ABSTRACT

The Russian debate about Europe in the first third of the nineteenth century was dominated by the Napoleonic Wars and their aftermath, the Decembrist uprising. That uprising, which erupted in 1825, sprung out of the debate about Europe, and was to prove of key importance to its further course: once it had folded, the reactions to it would constitute the next stage of the discussion. Three main positions regarding Europe can be discerned in this period. First,

there was the state’s position, which was legitimist in the tradition of the ancien régime. This position, which I will call ‘conservative nationalist’, saw the ongoing European developments away from enlightened despotism as a betrayal of ideals once commonly held by all the monarchs of Europe, and by their dependants. For Russia, the answer to this betrayal should be to carry on as before. Second, there emerged a romantic nationalist position, which was formed under the influence of German romanticism and shared most of its ideals and pursuits. However, since most of its proponents saw Europe in an Orthodox Christian framework, this position was soon to take on an autochthonous flavour. The romantic nationalists were anti-modern, and were against what they saw as the etatisation and bureaucratisation of the tsar’s rule. Finally, there was a constitutionalist position, which held that political and economic models should be adopted from Europe and adapted to Russian conditions. The Decembrists were the most visible of the constitutionalists. Another, however,

was the tsar’s key adviser, Speranskiy, who already in 1809 had endeavoured to draw up a constitution for Russia. To Speranskiy, this seemed the eminently reasonable response to the pressure exerted by European developments. However, not everybody saw the question in these terms. The tsar’s sister, the Grand Duchess Ekaterina Pavlovna, was among those who held such an adaptation to the political ways of Europe to be the greatest of perils. In response to Speranskiy’s move, she prevailed upon one of the regular visitors at her salon, the historian Karamzin, to

write a response. Karamzin’s reply, subsequently published as Memoir on Ancient and Modern Russia, is a good starting point for an inquiry into Russian post-Napoleonic discourse on Europe, because it formulates the previously mentioned official theme of the Russian state as the extension of the person of the tsar. ‘An old nation has no need of new laws’, Karamzin states. ‘In Russia, the sovereign is the living law. He favours the good, and punishes the bad […] In the Russian monarch concentrate all the powers: our government is fatherly, patriarchal.’ If Russia was given a constitution and the monarch refused to follow it, he continued, the situation would become intolerable: ‘Two political authorities in one state are like two dreadful lions in one cage’ (Karamzin, 1969: 187, 197, 139). According to Karamzin, the idea of adopting a European-style code of law, foreign to Russia, is symptomatic of the misguided attitude of modern Russia. Karamzin regrets that

Imitation became for Russians a matter of honor and pride […] it must be admitted that what we gained in social virtues we lost in civic virtues.
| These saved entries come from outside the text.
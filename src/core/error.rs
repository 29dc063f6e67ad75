//! Error handling for artup
//!
//! This module provides the typed errors of the update and version-check paths
//! together with user-friendly error reporting for the CLI. The error system is
//! built around two principles:
//! 1. **Strongly-typed errors** so callers can branch on the failure kind
//! 2. **User-friendly messages** with actionable suggestions for CLI users
//!
//! # Architecture
//!
//! - [`UpdateError`] - the failure of one `perform_update` attempt; carries a
//!   machine-readable [`UpdateErrorKind`] and [`reason`](UpdateError::reason)
//! - [`BackupError`] - backup creation, restoration and cleanup failures
//! - [`IntegrityError`] - the verdict of an [`IntegrityVerifier`](crate::upgrade::verification::IntegrityVerifier)
//! - [`FetchError`] - transport failures shared by downloads and version checks
//! - [`VersionCheckError`] - invalid version-checker construction
//! - [`ErrorContext`] - wrapper adding details and suggestions for display
//!
//! Use [`user_friendly_error`] to convert any `anyhow::Error` bubbling out of
//! the CLI into an [`ErrorContext`].
//!
//! # Examples
//!
//! ```rust,no_run
//! use artup_cli::core::{UpdateError, UpdateErrorKind};
//!
//! fn describe(err: &UpdateError) -> &'static str {
//!     match err.kind() {
//!         UpdateErrorKind::DownloadFailedAndRestoreFailed => "restore the backup by hand",
//!         _ => err.reason(),
//!     }
//! }
//! ```

use colored::Colorize;
use std::fmt;
use std::path::PathBuf;
use thiserror::Error;

/// Machine-readable kind of an [`UpdateError`].
#[derive(Debug, Clone, Copy, PartialEq, Eq, Hash)]
pub enum UpdateErrorKind {
    /// The artifact path lacks the required extension.
    InvalidExtension,
    /// The artifact does not exist on disk.
    ArtifactNotFound,
    /// Copying the artifact to its backup location failed.
    BackupFailed,
    /// The current artifact did not pass the integrity smoke test.
    IntegrityCheckFailed,
    /// The download failed and the previous artifact was restored.
    DownloadFailed,
    /// The download failed and restoring the backup failed too.
    DownloadFailedAndRestoreFailed,
}

impl UpdateErrorKind {
    /// Short, stable reason string suitable for logs and scripts.
    #[must_use]
    pub const fn as_str(self) -> &'static str {
        match self {
            Self::InvalidExtension => "invalid_extension",
            Self::ArtifactNotFound => "artifact_not_found",
            Self::BackupFailed => "backup_failed",
            Self::IntegrityCheckFailed => "integrity_check_failed",
            Self::DownloadFailed => "download_failed",
            Self::DownloadFailedAndRestoreFailed => "download_failed_and_restore_failed",
        }
    }
}

impl fmt::Display for UpdateErrorKind {
    fn fmt(&self, f: &mut fmt::Formatter<'_>) -> fmt::Result {
        f.write_str(self.as_str())
    }
}

/// Failure of a single self-update attempt.
///
/// Every variant maps onto exactly one [`UpdateErrorKind`]. The variants that
/// occur after the backup was taken document what happened to the artifact:
/// [`DownloadFailed`](Self::DownloadFailed) means it was rolled back, while
/// [`DownloadFailedAndRestoreFailed`](Self::DownloadFailedAndRestoreFailed)
/// means the backup at `backup` is the only intact copy.
#[derive(Error, Debug)]
pub enum UpdateError {
    #[error("Artifact path must end with .{extension}: {}", .path.display())]
    InvalidExtension {
        path: PathBuf,
        extension: String,
    },

    #[error("Artifact not found: {}", .path.display())]
    ArtifactNotFound {
        path: PathBuf,
    },

    #[error("Failed to back up artifact {}", .path.display())]
    BackupFailed {
        path: PathBuf,
        #[source]
        source: BackupError,
    },

    #[error("Integrity check failed for {}", .path.display())]
    IntegrityCheckFailed {
        path: PathBuf,
        #[source]
        source: IntegrityError,
    },

    #[error("Failed to download {url}; the previous artifact was restored")]
    DownloadFailed {
        url: String,
        #[source]
        source: FetchError,
    },

    #[error(
        "Failed to download {url} and could not restore the previous artifact; backup kept at {}",
        .backup.display()
    )]
    DownloadFailedAndRestoreFailed {
        url: String,
        backup: PathBuf,
        #[source]
        source: FetchError,
        restore_error: BackupError,
    },
}

impl UpdateError {
    /// The kind of this failure.
    #[must_use]
    pub const fn kind(&self) -> UpdateErrorKind {
        match self {
            Self::InvalidExtension { .. } => UpdateErrorKind::InvalidExtension,
            Self::ArtifactNotFound { .. } => UpdateErrorKind::ArtifactNotFound,
            Self::BackupFailed { .. } => UpdateErrorKind::BackupFailed,
            Self::IntegrityCheckFailed { .. } => UpdateErrorKind::IntegrityCheckFailed,
            Self::DownloadFailed { .. } => UpdateErrorKind::DownloadFailed,
            Self::DownloadFailedAndRestoreFailed { .. } => {
                UpdateErrorKind::DownloadFailedAndRestoreFailed
            }
        }
    }

    /// Short machine-readable reason, e.g. `"download_failed"`.
    #[must_use]
    pub const fn reason(&self) -> &'static str {
        self.kind().as_str()
    }
}

/// Backup creation, restoration and cleanup failures.
#[derive(Error, Debug)]
pub enum BackupError {
    #[error("Original file does not exist: {}", .path.display())]
    MissingOriginal {
        path: PathBuf,
    },

    #[error("No backup found at {}", .path.display())]
    MissingBackup {
        path: PathBuf,
    },

    #[error("Backup location is the artifact itself: {}", .path.display())]
    CollidesWithArtifact {
        path: PathBuf,
    },

    #[error("Failed to {operation}: {}", .path.display())]
    Io {
        operation: &'static str,
        path: PathBuf,
        #[source]
        source: std::io::Error,
    },
}

impl BackupError {
    pub(crate) fn io(
        operation: &'static str,
        path: impl Into<PathBuf>,
    ) -> impl FnOnce(std::io::Error) -> Self {
        let path = path.into();
        move |source| Self::Io {
            operation,
            path,
            source,
        }
    }
}

/// Verdict of an integrity verifier that rejected an artifact.
#[derive(Error, Debug)]
pub enum IntegrityError {
    #[error("Could not read artifact archive {}: {reason}", .path.display())]
    ArchiveIo {
        path: PathBuf,
        reason: String,
    },

    #[error("Unit '{unit}' could not be resolved: {reason}")]
    UnitNotFound {
        unit: String,
        reason: String,
    },

    #[error("Unexpected failure while verifying artifact: {message}")]
    Unexpected {
        message: String,
    },

    #[error("Checksum mismatch: expected {expected}, got {actual}")]
    ChecksumMismatch {
        expected: String,
        actual: String,
    },
}

/// Transport failures of the HTTP layer.
#[derive(Error, Debug)]
pub enum FetchError {
    #[error("Invalid URL '{url}': {reason}")]
    InvalidUrl {
        url: String,
        reason: String,
    },

    #[error("Failed to build HTTP client")]
    Client(#[source] reqwest::Error),

    #[error("Request to {url} failed")]
    Request {
        url: String,
        #[source]
        source: reqwest::Error,
    },

    #[error("Request to {url} returned HTTP {status}")]
    Status {
        url: String,
        status: u16,
    },

    #[error("Failed to write {}", .path.display())]
    Io {
        path: PathBuf,
        #[source]
        source: std::io::Error,
    },
}

/// Invalid arguments handed to a version checker.
#[derive(Error, Debug)]
pub enum VersionCheckError {
    #[error("{field} must not be empty")]
    EmptyArgument {
        field: &'static str,
    },

    #[error("Invalid {field} '{value}'")]
    InvalidNumber {
        field: &'static str,
        value: String,
    },

    #[error("Unknown release channel '{0}'")]
    UnknownChannel(String),

    #[error(transparent)]
    Transport(#[from] FetchError),
}

/// Error wrapper with user-facing details and a suggested fix.
#[derive(Debug)]
pub struct ErrorContext {
    /// The message describing what failed
    pub message: String,
    /// Optional suggestion for resolving the error
    pub suggestion: Option<String>,
    /// Optional additional details about the error
    pub details: Option<String>,
}

impl ErrorContext {
    #[must_use]
    pub fn new(message: impl Into<String>) -> Self {
        Self {
            message: message.into(),
            suggestion: None,
            details: None,
        }
    }

    #[must_use]
    pub fn with_suggestion(mut self, suggestion: impl Into<String>) -> Self {
        self.suggestion = Some(suggestion.into());
        self
    }

    #[must_use]
    pub fn with_details(mut self, details: impl Into<String>) -> Self {
        self.details = Some(details.into());
        self
    }

    /// Print the error to stderr with colored labels.
    pub fn display(&self) {
        eprintln!("{}: {}", "error".red().bold(), self.message);

        if let Some(details) = &self.details {
            eprintln!("{}: {}", "details".yellow(), details);
        }

        if let Some(suggestion) = &self.suggestion {
            eprintln!("{}: {}", "suggestion".green(), suggestion);
        }
    }
}

impl fmt::Display for ErrorContext {
    fn fmt(&self, f: &mut fmt::Formatter<'_>) -> fmt::Result {
        write!(f, "{}", self.message)?;

        if let Some(details) = &self.details {
            write!(f, "\nDetails: {details}")?;
        }

        if let Some(suggestion) = &self.suggestion {
            write!(f, "\nSuggestion: {suggestion}")?;
        }

        Ok(())
    }
}

impl std::error::Error for ErrorContext {}

/// Convert any error into an [`ErrorContext`] with a helpful suggestion.
///
/// Typed errors from this crate are recognised anywhere in the `anyhow`
/// chain; the root cause is reported as details.
#[must_use]
pub fn user_friendly_error(error: anyhow::Error) -> ErrorContext {
    let message = format!("{error:#}");

    if let Some(update_error) = error.chain().find_map(|e| e.downcast_ref::<UpdateError>()) {
        return update_error_context(update_error, message);
    }

    if let Some(backup_error) = error.chain().find_map(|e| e.downcast_ref::<BackupError>()) {
        return match backup_error {
            BackupError::MissingBackup { .. } => ErrorContext::new(message)
                .with_suggestion("No backup exists; there is nothing to roll back to"),
            BackupError::MissingOriginal { .. } => ErrorContext::new(message)
                .with_suggestion("Check that the artifact path is correct"),
            BackupError::CollidesWithArtifact { .. } => ErrorContext::new(message)
                .with_suggestion("Rename the artifact or give it a logical name that differs from its file name"),
            BackupError::Io { .. } => ErrorContext::new(message)
                .with_suggestion("Check permissions on the artifact's directory"),
        };
    }

    if let Some(check_error) = error.chain().find_map(|e| e.downcast_ref::<VersionCheckError>()) {
        return match check_error {
            VersionCheckError::UnknownChannel(_) => ErrorContext::new(message)
                .with_suggestion("Use one of: stable, release-candidate, beta, alpha"),
            _ => ErrorContext::new(message)
                .with_suggestion("Check the program name, version, build and check URL"),
        };
    }

    if let Some(io_error) = error.chain().find_map(|e| e.downcast_ref::<std::io::Error>()) {
        match io_error.kind() {
            std::io::ErrorKind::PermissionDenied => {
                return ErrorContext::new(message)
                    .with_suggestion("Check file ownership or run with elevated permissions")
                    .with_details("artup could not read or write a required file");
            }
            std::io::ErrorKind::NotFound => {
                return ErrorContext::new(message)
                    .with_suggestion("Check that the file or directory exists and the path is correct");
            }
            _ => {}
        }
    }

    ErrorContext::new(message)
}

fn update_error_context(error: &UpdateError, message: String) -> ErrorContext {
    let context = ErrorContext::new(message).with_details(format!("reason: {}", error.reason()));
    match error {
        UpdateError::InvalidExtension { extension, .. } => context
            .with_suggestion(format!("Point --artifact at a file ending in .{extension}")),
        UpdateError::ArtifactNotFound { .. } => {
            context.with_suggestion("Check that the artifact path is correct and the file exists")
        }
        UpdateError::BackupFailed { .. } => {
            context.with_suggestion("Make sure the artifact's directory is writable")
        }
        UpdateError::IntegrityCheckFailed { .. } => context.with_suggestion(
            "The installed artifact looks corrupt; reinstall it manually before updating",
        ),
        UpdateError::DownloadFailed { .. } => {
            context.with_suggestion("Check the download URL and your network connection")
        }
        UpdateError::DownloadFailedAndRestoreFailed { backup, .. } => context.with_suggestion(
            format!("Restore manually with `artup rollback` or copy {} into place", backup.display()),
        ),
    }
}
Does the name of a Russian carry for us today the same inscrutable force which it had in the past? No wonder. In the reigns of Michael and his son, our ancestors, while assimilating many advantages which were to be found in foreign customs, never lost the conviction that an Orthodox Russian was the most perfect citizen and Holy Rus’ the foremost state in the world. Let this be called a delusion. Yet how much it did to strengthen patriotism and the moral fibre of the country! Would we have today the audacity, after having spent over a century in the school of foreigners, to boast of a civic pride? Once upon a time we used to call all other Europeans infidels; now we call them brothers. For whom was it easier to conquer Russia – for infidels or for brothers? That is, whom was she likely to resist better? […] We became citizens of the world but ceased in certain respects to be citizens of Russia. The fault is Peter’s.